Task brief
Nothing but the lines from the one containing "filename src/transform.rs" through the final line of the data should be repeated, and each must be exact.

START Available records

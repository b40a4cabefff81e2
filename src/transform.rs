//! Record normalization.
//!
//! Callers canonicalize records before fingerprinting, and may exclude
//! record kinds (or locally-empty shapes) from verification entirely. The
//! same projection must be applied on both sides of a run: the local
//! producer normalizes before `add`, and the engine applies the transform
//! to every checkpoint record it pulls. A projection that differs between
//! the two sides makes every record spuriously mismatch.

/// Outcome of normalizing one record.
#[derive(Clone, Debug, PartialEq, Eq)]
pub enum Normalized<R> {
    /// Verify this canonical form.
    Keep(R),
    /// Exclude the record from verification entirely.
    Ignore,
}

impl<R> Normalized<R> {
    pub fn is_ignore(&self) -> bool {
        matches!(self, Normalized::Ignore)
    }
}

/// A caller-supplied normalization. Must be a pure, deterministic
/// projection: identical inputs always yield identical outcomes.
pub type Transform<R> = Box<dyn Fn(&R) -> Normalized<R> + Send>;

#[cfg(test)]
mod tests {
    use super::*;

    #[test]
    fn test_is_ignore() {
        assert!(Normalized::<u32>::Ignore.is_ignore());
        assert!(!Normalized::Keep(5u32).is_ignore());
    }
}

END Available records

The answer
filename src/transform.rs
//! Record normalization.
//!
//! Callers canonicalize records before fingerprinting, and may exclude
//! record kinds (or locally-empty shapes) from verification entirely. The
//! same projection must be applied on both sides of a run: the local
//! producer normalizes before `add`, and the engine applies the transform
//! to every checkpoint record it pulls. A projection that differs between
//! the two sides makes every record spuriously mismatch.

/// Outcome of normalizing one record.
#[derive(Clone, Debug, PartialEq, Eq)]
pub enum Normalized<R> {
    /// Verify this canonical form.
    Keep(R),
    /// Exclude the record from verification entirely.
    Ignore,
}

impl<R> Normalized<R> {
    pub fn is_ignore(&self) -> bool {
        matches!(self, Normalized::Ignore)
    }
}

/// A caller-supplied normalization. Must be a pure, deterministic
/// projection: identical inputs always yield identical outcomes.
pub type Transform<R> = Box<dyn Fn(&R) -> Normalized<R> + Send>;

#[cfg(test)]
mod tests {
    use super::*;

    #[test]
    fn test_is_ignore() {
        assert!(Normalized::<u32>::Ignore.is_ignore());
        assert!(!Normalized::Keep(5u32).is_ignore());
    }
}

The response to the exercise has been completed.